Titles and Honorifics: Miss ...As in "Don't Want to Miss..."



purchase [ Aerosmith: Don't Want ....]

I'll go off on a tangent here ... A somewhat-warped tangent, but I think I still play by the rules: Miss ... Mister ... Dr ...

A number of my co-workers include their honorifics as part of their email signatures (PhD ...)

I once considered including mine: BA/English  ... and then it seemed ... I don't know... fake ... un-called for. But then I earned a CNA degree (That's Certified Network Administrator) from Novell [remember them?]  after 2 years of rather grueling courses and tests. Again, I thought to include it in my email signature, but opted against. (TWE) To What End?

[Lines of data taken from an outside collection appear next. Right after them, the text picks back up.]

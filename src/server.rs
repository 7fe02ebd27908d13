//! Web server for the roadtail UI.
//!
//! Serves the rendered page and pushes every refresh to the browser using:
//! - Axum for HTTP server
//! - SSE (Server-Sent Events) for real-time updates
//! - HTMX for swapping the page regions without custom JavaScript

use std::convert::Infallible;
use std::sync::Arc;

use axum::{
    Router,
    extract::State,
    response::{
        Html,
        sse::{Event, KeepAlive, Sse},
    },
    routing::get,
};
use tokio::sync::{Mutex, broadcast};
use tokio_stream::StreamExt;
use tokio_stream::wrappers::BroadcastStream;

use crate::client::Open511Client;
use crate::config::FeedConfig;
use crate::errors::RoadtailError;
use crate::poller::Poller;
use crate::render::Renderer;
use crate::surface::{HtmlPage, Surface};

/// Server configuration.
#[derive(Debug, Clone)]
pub struct ServerConfig {
    pub port: u16,
    pub host: String,
    pub feed: FeedConfig,
}

/// Page that broadcasts its regions to SSE subscribers on every flush.
#[derive(Debug)]
pub struct LivePage {
    page: HtmlPage,
    tx: broadcast::Sender<String>,
}

impl LivePage {
    #[must_use]
    pub fn new(tx: broadcast::Sender<String>) -> Self {
        Self {
            page: HtmlPage::default(),
            tx,
        }
    }

    #[must_use]
    pub fn page(&self) -> &HtmlPage {
        &self.page
    }
}

impl Surface for LivePage {
    fn set_count(&mut self, text: &str) {
        self.page.set_count(text);
    }

    fn set_timestamp(&mut self, text: &str) {
        self.page.set_timestamp(text);
    }

    fn set_table(&mut self, html: String) {
        self.page.set_table(html);
    }

    fn append_notice(&mut self, html: String) {
        self.page.append_notice(html);
    }

    async fn flush(&mut self) -> Result<(), RoadtailError> {
        // No subscribers is fine
        let _ = self.tx.send(self.page.regions());
        Ok(())
    }
}

/// Shared application state.
#[derive(Clone)]
pub struct AppState {
    /// Channel for broadcasting refreshed regions to SSE clients
    tx: broadcast::Sender<String>,
    /// The page the poller renders onto
    page: Arc<Mutex<LivePage>>,
}

/// Create the Axum router with all routes.
pub fn create_router(state: AppState) -> Router {
    Router::new()
        .route("/", get(index_handler))
        .route("/page", get(page_handler))
        .route("/stream", get(sse_handler))
        .route("/health", get(health_handler))
        .with_state(state)
}

/// Start polling and serve the UI until Ctrl+C.
pub async fn run_server(config: ServerConfig) -> anyhow::Result<()> {
    // Create broadcast channel for SSE
    let (tx, _rx) = broadcast::channel::<String>(16);
    let page = Arc::new(Mutex::new(LivePage::new(tx.clone())));

    let client = Open511Client::new(&config.feed)?;
    tracing::info!("polling {}", client.url());
    let poller = Poller::new(
        client,
        config.feed.selector(),
        Renderer::new(config.feed.markup()),
        Arc::clone(&page),
    );
    let handle = poller.spawn(config.feed.poll_interval());

    let app = create_router(AppState { tx, page });

    let addr = format!("{}:{}", config.host, config.port);
    tracing::info!("roadtail UI starting at http://{}", addr);

    let listener = tokio::net::TcpListener::bind(&addr).await?;
    axum::serve(listener, app)
        .with_graceful_shutdown(async {
            let _ = tokio::signal::ctrl_c().await;
        })
        .await?;

    handle.stop().await;
    Ok(())
}

// ============================================================================
// Route Handlers
// ============================================================================

/// Main page handler - the current regions wrapped in the live template.
async fn index_handler(State(state): State<AppState>) -> Html<String> {
    let regions = state.page.lock().await.page().regions();
    Html(INDEX_HTML.replace("{{regions}}", &regions))
}

/// Current regions as a fragment.
async fn page_handler(State(state): State<AppState>) -> Html<String> {
    Html(state.page.lock().await.page().regions())
}

/// SSE stream handler for page refreshes.
async fn sse_handler(
    State(state): State<AppState>,
) -> Sse<impl tokio_stream::Stream<Item = Result<Event, Infallible>>> {
    let rx = state.tx.subscribe();
    let stream = BroadcastStream::new(rx).filter_map(|result| match result {
        Ok(html) => Some(Ok(Event::default().event("refresh").data(html))),
        Err(_) => None,
    });

    Sse::new(stream).keep_alive(KeepAlive::default())
}

/// Health check endpoint.
async fn health_handler() -> &'static str {
    "OK"
}

// ============================================================================
// HTML Template (embedded for single-binary deployment)
// ============================================================================

const INDEX_HTML: &str = r##"<!DOCTYPE html>
<html lang="en">
<head>
    <meta charset="UTF-8">
    <meta name="viewport" content="width=device-width, initial-scale=1.0">
    <title>roadtail - Road Events</title>

    <!-- HTMX + SSE -->
    <script src="https://unpkg.com/htmx.org@1.9.10"></script>
    <script src="https://unpkg.com/htmx.org@1.9.10/dist/ext/sse.js"></script>

    <style>
        body { font-family: -apple-system, BlinkMacSystemFont, sans-serif; margin: 2rem; color: #1f2937; }
        .summary { font-weight: 600; }
        #theTable { border-collapse: collapse; width: 100%; }
        #theTable td { border-bottom: 1px solid #e5e7eb; padding: 0.5rem; vertical-align: top; }
        .datecell { white-space: nowrap; width: 14rem; }
        .noevents { color: #6b7280; font-style: italic; }
        .error { color: #b91c1c; }
    </style>
</head>
<body>
    <h1>Road Events</h1>
    <div id="regions" hx-ext="sse" sse-connect="/stream" sse-swap="refresh">
{{regions}}
    </div>
</body>
</html>
"##;

#[cfg(test)]
mod tests {
    use super::*;

    #[tokio::test]
    async fn test_live_page_broadcasts_on_flush() {
        let (tx, mut rx) = broadcast::channel(4);
        let mut page = LivePage::new(tx);
        page.set_count("1 major events of 3 total events");
        page.flush().await.expect("flush");

        let pushed = rx.try_recv().expect("refresh sent");
        assert!(pushed.contains("1 major events of 3 total events"));
        assert_eq!(pushed, page.page().regions());
    }

    #[tokio::test]
    async fn test_flush_without_subscribers() {
        let (tx, rx) = broadcast::channel(4);
        drop(rx);
        let mut page = LivePage::new(tx);
        assert!(page.flush().await.is_ok());
    }

    #[tokio::test]
    async fn test_routes_serve_current_page() {
        let (tx, _rx) = broadcast::channel(4);
        let page = Arc::new(Mutex::new(LivePage::new(tx.clone())));
        page.lock().await.set_count("0 fire events of 0 total events");

        let app = create_router(AppState { tx, page });
        let listener = tokio::net::TcpListener::bind("127.0.0.1:0")
            .await
            .expect("bind");
        let addr = listener.local_addr().expect("addr");
        tokio::spawn(async move {
            axum::serve(listener, app).await.ok();
        });

        let base = format!("http://{addr}");
        let health = reqwest::get(format!("{base}/health")).await.expect("health");
        assert_eq!(health.text().await.expect("body"), "OK");

        let index = reqwest::get(format!("{base}/")).await.expect("index");
        let body = index.text().await.expect("body");
        assert!(body.contains(r#"sse-connect="/stream""#));
        assert!(body.contains("0 fire events of 0 total events"));
        assert!(!body.contains("{{regions}}"));
    }
}
//! HTTP client for the external identity provider
//!
//! Speaks the provider's `x-amz-json-1.1` RPC dialect: every call is a POST
//! to the regional endpoint with an `X-Amz-Target` header naming the
//! operation. Only the two `InitiateAuth` flows the service needs are
//! implemented.

use log::warn;
use serde::Deserialize;
use serde_json::json;

use crate::config::IdentityProviderConfig;
use crate::domain::{DomainError, DomainResult};
use crate::infrastructure::crypto::secret_hash::calculate_secret_hash;

const INITIATE_AUTH_TARGET: &str = "AWSCognitoIdentityProviderService.InitiateAuth";
const AMZ_JSON: &str = "application/x-amz-json-1.1";

/// Tokens returned by the provider. `refresh_token` is absent on the
/// refresh flow.
#[derive(Debug, Clone)]
pub struct ProviderTokens {
    pub id_token: String,
    pub access_token: String,
    pub refresh_token: Option<String>,
}

#[derive(Deserialize)]
struct InitiateAuthResponse {
    #[serde(rename = "AuthenticationResult")]
    authentication_result: Option<AuthenticationResult>,
}

#[derive(Deserialize)]
struct AuthenticationResult {
    #[serde(rename = "IdToken")]
    id_token: Option<String>,
    #[serde(rename = "AccessToken")]
    access_token: Option<String>,
    #[serde(rename = "RefreshToken")]
    refresh_token: Option<String>,
}

#[derive(Deserialize)]
struct ProviderErrorBody {
    #[serde(rename = "__type")]
    error_type: Option<String>,
    message: Option<String>,
}

pub struct IdentityProviderClient {
    http: reqwest::Client,
    config: IdentityProviderConfig,
}

impl IdentityProviderClient {
    pub fn new(config: IdentityProviderConfig) -> Self {
        Self {
            http: reqwest::Client::new(),
            config,
        }
    }

    pub fn config(&self) -> &IdentityProviderConfig {
        &self.config
    }

    /// Password login (`USER_PASSWORD_AUTH` flow)
    pub async fn login(&self, username: &str, password: &str) -> DomainResult<ProviderTokens> {
        let secret_hash = calculate_secret_hash(
            username,
            &self.config.client_id,
            &self.config.client_secret,
        );

        self.initiate_auth(
            "USER_PASSWORD_AUTH",
            json!({
                "USERNAME": username,
                "PASSWORD": password,
                "SECRET_HASH": secret_hash,
            }),
        )
        .await
    }

    /// Exchange a refresh token for a new access/id token pair
    /// (`REFRESH_TOKEN_AUTH` flow). The provider keys the secret hash on
    /// the client id alone for this flow.
    pub async fn refresh(&self, refresh_token: &str) -> DomainResult<ProviderTokens> {
        let secret_hash = calculate_secret_hash(
            &self.config.client_id,
            &self.config.client_id,
            &self.config.client_secret,
        );

        self.initiate_auth(
            "REFRESH_TOKEN_AUTH",
            json!({
                "REFRESH_TOKEN": refresh_token,
                "SECRET_HASH": secret_hash,
            }),
        )
        .await
    }

    /// Fetch the provider's published signing keys
    pub async fn fetch_jwks(&self) -> DomainResult<jsonwebtoken::jwk::JwkSet> {
        let url = self.config.jwks_url();
        let response = self
            .http
            .get(&url)
            .send()
            .await
            .map_err(|e| DomainError::Upstream(format!("JWKS fetch failed: {}", e)))?;

        response
            .json::<jsonwebtoken::jwk::JwkSet>()
            .await
            .map_err(|e| DomainError::Upstream(format!("Invalid JWKS document: {}", e)))
    }

    async fn initiate_auth(
        &self,
        flow: &str,
        auth_parameters: serde_json::Value,
    ) -> DomainResult<ProviderTokens> {
        let body = json!({
            "AuthFlow": flow,
            "AuthParameters": auth_parameters,
            "ClientId": self.config.client_id,
        });

        let response = self
            .http
            .post(self.config.endpoint())
            .header("content-type", AMZ_JSON)
            .header("x-amz-target", INITIATE_AUTH_TARGET)
            .body(body.to_string())
            .send()
            .await
            .map_err(|e| DomainError::Upstream(format!("Identity provider unreachable: {}", e)))?;

        let status = response.status();
        let bytes = response
            .bytes()
            .await
            .map_err(|e| DomainError::Upstream(format!("Identity provider read error: {}", e)))?;

        if !status.is_success() {
            return Err(Self::map_provider_error(&bytes));
        }

        let parsed: InitiateAuthResponse = serde_json::from_slice(&bytes)
            .map_err(|e| DomainError::Upstream(format!("Invalid provider response: {}", e)))?;

        let result = parsed
            .authentication_result
            .ok_or_else(|| DomainError::Upstream("Provider returned no tokens".to_string()))?;

        match (result.id_token, result.access_token) {
            (Some(id_token), Some(access_token)) => Ok(ProviderTokens {
                id_token,
                access_token,
                refresh_token: result.refresh_token,
            }),
            _ => Err(DomainError::Upstream(
                "Provider response missing tokens".to_string(),
            )),
        }
    }

    fn map_provider_error(body: &[u8]) -> DomainError {
        let parsed: ProviderErrorBody = match serde_json::from_slice(body) {
            Ok(p) => p,
            Err(e) => {
                warn!("Unparseable provider error body: {}", e);
                return DomainError::Upstream("Identity provider error".to_string());
            }
        };

        // Error type may be namespaced, e.g. "com.example#NotAuthorizedException"
        let error_type = parsed.error_type.unwrap_or_default();
        let kind = error_type.rsplit('#').next().unwrap_or("");
        let message = parsed.message.unwrap_or_else(|| error_type.clone());

        match kind {
            "NotAuthorizedException" => DomainError::Unauthorized(message),
            "UserNotFoundException" => DomainError::not_found("User", message),
            _ => DomainError::Upstream(message),
        }
    }
}

#[cfg(test)]
mod tests {
    use super::*;

    #[test]
    fn test_map_not_authorized() {
        let body = br#"{"__type":"NotAuthorizedException","message":"Incorrect username or password."}"#;
        assert!(matches!(
            IdentityProviderClient::map_provider_error(body),
            DomainError::Unauthorized(_)
        ));
    }

    #[test]
    fn test_map_user_not_found_with_namespace() {
        let body = br#"{"__type":"com.amazonaws.cognito#UserNotFoundException","message":"User does not exist."}"#;
        assert!(matches!(
            IdentityProviderClient::map_provider_error(body),
            DomainError::NotFound { .. }
        ));
    }

    #[test]
    fn test_map_unknown_error() {
        let body = br#"{"__type":"TooManyRequestsException","message":"Rate exceeded"}"#;
        assert!(matches!(
            IdentityProviderClient::map_provider_error(body),
            DomainError::Upstream(_)
        ));
    }

    #[test]
    fn test_map_garbage_body() {
        assert!(matches!(
            IdentityProviderClient::map_provider_error(b"not json"),
            DomainError::Upstream(_)
        ));
    }
}
//! Authentication middleware for Axum

use axum::{
    body::Body,
    extract::State,
    http::{header, Request, StatusCode},
    middleware::Next,
    response::{IntoResponse, Response},
    Json,
};

use super::common::MessageResponse;
use crate::infrastructure::crypto::jwt::{verify_token, JwtConfig, TokenClaims};

/// Authentication error types
#[derive(Debug)]
pub enum AuthError {
    MissingToken,
    InvalidToken,
    ExpiredToken,
}

/// Authentication state containing the JWT config
#[derive(Clone)]
pub struct AuthState {
    pub jwt_config: JwtConfig,
}

/// Authenticated user information extracted from a bearer token
#[derive(Clone, Debug)]
pub struct AuthenticatedUser {
    pub user_id: String,
    pub username: String,
    pub role: String,
}

impl AuthenticatedUser {
    pub fn from_claims(claims: TokenClaims) -> Self {
        Self {
            user_id: claims.sub,
            username: claims.username,
            role: claims.role,
        }
    }

    pub fn is_provider(&self) -> bool {
        self.role == "provider"
    }
}

pub fn extract_token(auth_header: &str) -> Option<&str> {
    auth_header.strip_prefix("Bearer ")
}

/// Bearer-token authentication middleware
///
/// On success the `AuthenticatedUser` is inserted into request
/// extensions for downstream handlers.
pub async fn auth_middleware(
    State(auth_state): State<AuthState>,
    mut request: Request<Body>,
    next: Next,
) -> Response {
    let auth_header = request
        .headers()
        .get(header::AUTHORIZATION)
        .and_then(|h| h.to_str().ok())
        .map(String::from);
    let Some(auth_header) = auth_header else {
        return auth_error_response(AuthError::MissingToken);
    };

    let Some(token) = extract_token(&auth_header) else {
        return auth_error_response(AuthError::InvalidToken);
    };

    match verify_token(token, &auth_state.jwt_config) {
        Ok(claims) => {
            if claims.is_expired() {
                return auth_error_response(AuthError::ExpiredToken);
            }
            let user = AuthenticatedUser::from_claims(claims);
            request.extensions_mut().insert(user);
            next.run(request).await
        }
        Err(_) => auth_error_response(AuthError::InvalidToken),
    }
}

fn auth_error_response(error: AuthError) -> Response {
    let message = match error {
        AuthError::MissingToken => "Missing authentication token",
        AuthError::InvalidToken => "Invalid authentication token",
        AuthError::ExpiredToken => "Token has expired",
    };

    (StatusCode::UNAUTHORIZED, Json(MessageResponse::new(message))).into_response()
}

In and between all this time, society went from monikers such as "Master so-and-so" - relegated to the dust-pile of history - and then we more or less trashed the use of "Miss so-and-so" in place of Ms...

Honorific titles (and such) appear to be in a state of transition. How about the standard business letter that used to start: "Dear Sir..."? How do you reformat that for this day and age? Is "Sir" an honorific of another past generation?

As I noted in my mail to the blog writers, in Europe, some of the honorifics get compounded/extended, such that we get Prof. Dr. so-and-so.

But I digress. Off on the tangent I mentioned ...
The word "miss" has more than one meaning (as do numerous other words in English). It can be one of the honorifics of the current theme. Or it can mean "to lack".

We'll work with the latter.

Aerosmith's "Don't Want to Miss a Thing" has little to do with honorifics (but it satisfies our theme in that it includes one of the honorifics key-words: miss).  It's about "treasuring every moment with another person" - a nice thought to take into tomorrow and beyond. The lyrics are sprinkled with "baby" throughout, but baby is not an honorific title. Maybe it should be. The word <God> shows up, too, but neither is that considered an honorific title.